El adúltero Luis se encontraba de espaldas, tirando de la encargada, que se resistía como un animal que va al matadero. Mientras, Ned se preguntaba cómo iba a salir de aquella embarazosa situación. Y entonces se le ocurrió un modo de hacerlo.
—¡Soy detective privado! —espetó al hombre, que se volvió como una peonza—. Me ha contratado su esposa para comprobar si la engaña. Me veré obligado a informarla de esto. Y le diré que la ha llamado «vieja vaca». Además de infiel, es usted un mal hombre.
—Yo… Yo, no…
El rostro de aquel tipo casi dio pena a Ned. Era como el de El grito de Munch, pero mucho más patético.
—Adiós, caballero. No tengo nada más que hablar con usted.
Ned salió a paso ligero del archivo y se lanzó hacia las escaleras. Antes, pudo ver por un momento fugaz el rostro de la funcionaria. Estaba tan atónita como la víctima de su engaño.
De nuevo en el aparcamiento, y resoplando por la carrera, Ned se dijo que las cosas no habían salido nada mal, a pesar de la ridícula escena que se había visto obligado a interpretar. El informe médico original del coronel Johnson había confirmado sus informaciones, de modo que ya podía dar el siguiente paso en su investigación. Pretendía llamar a Olga Durán y averiguar si la demencia senil de su padre no había borrado por completo sus recuerdos lejanos, entre los que Ned confiaba encontrar algo útil. De no ser así, se hallaría en un callejón del que difícilmente podría salir. Aún jadeando un poco, marcó en su móvil el número de Olga. Junto a su coche, abrió la libreta de notas sobre el capó y esperó a que ella atendiera el teléfono.
—Su padre fue quien ingresó en persona al coronel Johnson en el hospital de La Paz —dijo Ned, tras el preceptivo saludo—. Johnson estaba herido de mucha gravedad y murió a los pocos días… Necesito pedirle un favor.
Olga se quedó en silencio unos segundos. Parecía ya sopesar lo que sin duda Ned iba a pedirle.
—Imagino que quiere ver a mi padre.
Era una mujer inteligente y sagaz. Había comprendido que era la única vía por la que continuar la investigación.
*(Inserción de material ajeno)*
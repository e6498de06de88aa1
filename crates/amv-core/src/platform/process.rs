//! Bounded-time execution of external commands.
//!
//! Commands are always built from argument vectors, never shell strings, so
//! interpreter paths with spaces survive intact.

use crate::error::{AmvError, Result};
use std::io::Read;
use std::path::Path;
use std::process::{Command, Stdio};
use std::time::{Duration, Instant};
use tracing::debug;

/// Captured result of a finished command.
#[derive(Debug, Clone, Default)]
pub struct CapturedOutput {
    /// Exit code, `None` if the process was killed by a signal.
    pub code: Option<i32>,
    pub stdout: String,
    pub stderr: String,
}

impl CapturedOutput {
    pub fn success(&self) -> bool {
        self.code == Some(0)
    }
}

const POLL_INTERVAL: Duration = Duration::from_millis(25);

/// Run a blocking command, killing it if it outlives `timeout`.
///
/// Both pipes are drained on helper threads so a chatty child cannot
/// deadlock on a full pipe while we wait for it.
pub fn run_blocking_with_timeout(cmd: &mut Command, timeout: Duration) -> Result<CapturedOutput> {
    let program = cmd.get_program().to_string_lossy().to_string();
    let mut child = cmd
        .stdin(Stdio::null())
        .stdout(Stdio::piped())
        .stderr(Stdio::piped())
        .spawn()
        .map_err(|e| spawn_error(&program, e))?;

    let stdout_reader = child.stdout.take().map(drain_on_thread);
    let stderr_reader = child.stderr.take().map(drain_on_thread);

    let deadline = Instant::now() + timeout;
    let status = loop {
        match child.try_wait()? {
            Some(status) => break status,
            None if Instant::now() >= deadline => {
                debug!("{} exceeded {:?}, killing", program, timeout);
                let _ = child.kill();
                let _ = child.wait();
                return Err(AmvError::Timeout {
                    what: program,
                    after: timeout,
                });
            }
            None => std::thread::sleep(POLL_INTERVAL),
        }
    };

    Ok(CapturedOutput {
        code: status.code(),
        stdout: join_reader(stdout_reader),
        stderr: join_reader(stderr_reader),
    })
}

/// Run an async command to completion, capturing both streams fully.
///
/// The child is killed if the timeout elapses first.
pub async fn run_async_with_timeout(argv: &[String], timeout: Duration) -> Result<CapturedOutput> {
    let (program, args) = argv.split_first().ok_or_else(|| AmvError::Validation {
        field: "argv".into(),
        message: "empty command".into(),
    })?;

    let mut cmd = tokio::process::Command::new(program);
    cmd.args(args)
        .stdin(Stdio::null())
        .stdout(Stdio::piped())
        .stderr(Stdio::piped())
        .kill_on_drop(true);

    let child = cmd.spawn().map_err(|e| spawn_error(program, e))?;

    match tokio::time::timeout(timeout, child.wait_with_output()).await {
        Ok(Ok(output)) => Ok(CapturedOutput {
            code: output.status.code(),
            stdout: String::from_utf8_lossy(&output.stdout).to_string(),
            stderr: String::from_utf8_lossy(&output.stderr).to_string(),
        }),
        Ok(Err(e)) => Err(AmvError::ToolFailed {
            tool: program.clone(),
            message: e.to_string(),
        }),
        Err(_) => Err(AmvError::Timeout {
            what: program.clone(),
            after: timeout,
        }),
    }
}

/// True if `<program> --version` exits within `timeout`, whatever its code.
pub fn command_responds(program: &Path, timeout: Duration) -> bool {
    let mut cmd = Command::new(program);
    cmd.arg("--version");
    match run_blocking_with_timeout(&mut cmd, timeout) {
        Ok(_) => true,
        Err(e) => {
            debug!("{} unavailable: {}", program.display(), e);
            false
        }
    }
}

fn spawn_error(program: &str, err: std::io::Error) -> AmvError {
    if err.kind() == std::io::ErrorKind::NotFound {
        AmvError::ToolNotFound {
            tool: program.to_string(),
        }
    } else {
        AmvError::ToolFailed {
            tool: program.to_string(),
            message: format!("failed to start: {}", err),
        }
    }
}

fn drain_on_thread<R: Read + Send + 'static>(mut pipe: R) -> std::thread::JoinHandle<Vec<u8>> {
    std::thread::spawn(move || {
        let mut buf = Vec::new();
        let _ = pipe.read_to_end(&mut buf);
        buf
    })
}

fn join_reader(handle: Option<std::thread::JoinHandle<Vec<u8>>>) -> String {
    handle
        .and_then(|h| h.join().ok())
        .map(|bytes| String::from_utf8_lossy(&bytes).to_string())
        .unwrap_or_default()
}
—Sólo su padre puede arrojar algo de luz sobre este enigma. Él tiene todas las claves.
—Su cuerpo vive, pero su mente está casi muerta. Apenas es capaz de reconocerme. De hecho, hace ya un tiempo que ni siquiera sabe quién es la persona que va todas las tardes a visitarlo… Y han pasado cuarenta años desde todo aquello.
—Creo que merece la pena intentarlo. A menudo, los enfermos de Alzheimer recuerdan cosas que están escondidas en el fondo de sus memorias. Hechos lejanos, acontecimientos que afloran de pronto, datos inconexos que podrían darnos una pista. Usted dijo que quería restaurar el buen nombre de su padre. ¿No cree que al menos vale la pena intentarlo?
—Sí. Supongo que tiene razón. Le daré la dirección y nos encontraremos allí después de comer. Tome nota.
La residencia de lujo para ancianos estaba situada a un lado de la carretera de La Coruña. Era un edificio de aspecto impresionante, rodeado por jardines y aislado de los ruidos continuos de la autopista por medio de altas barreras sónicas.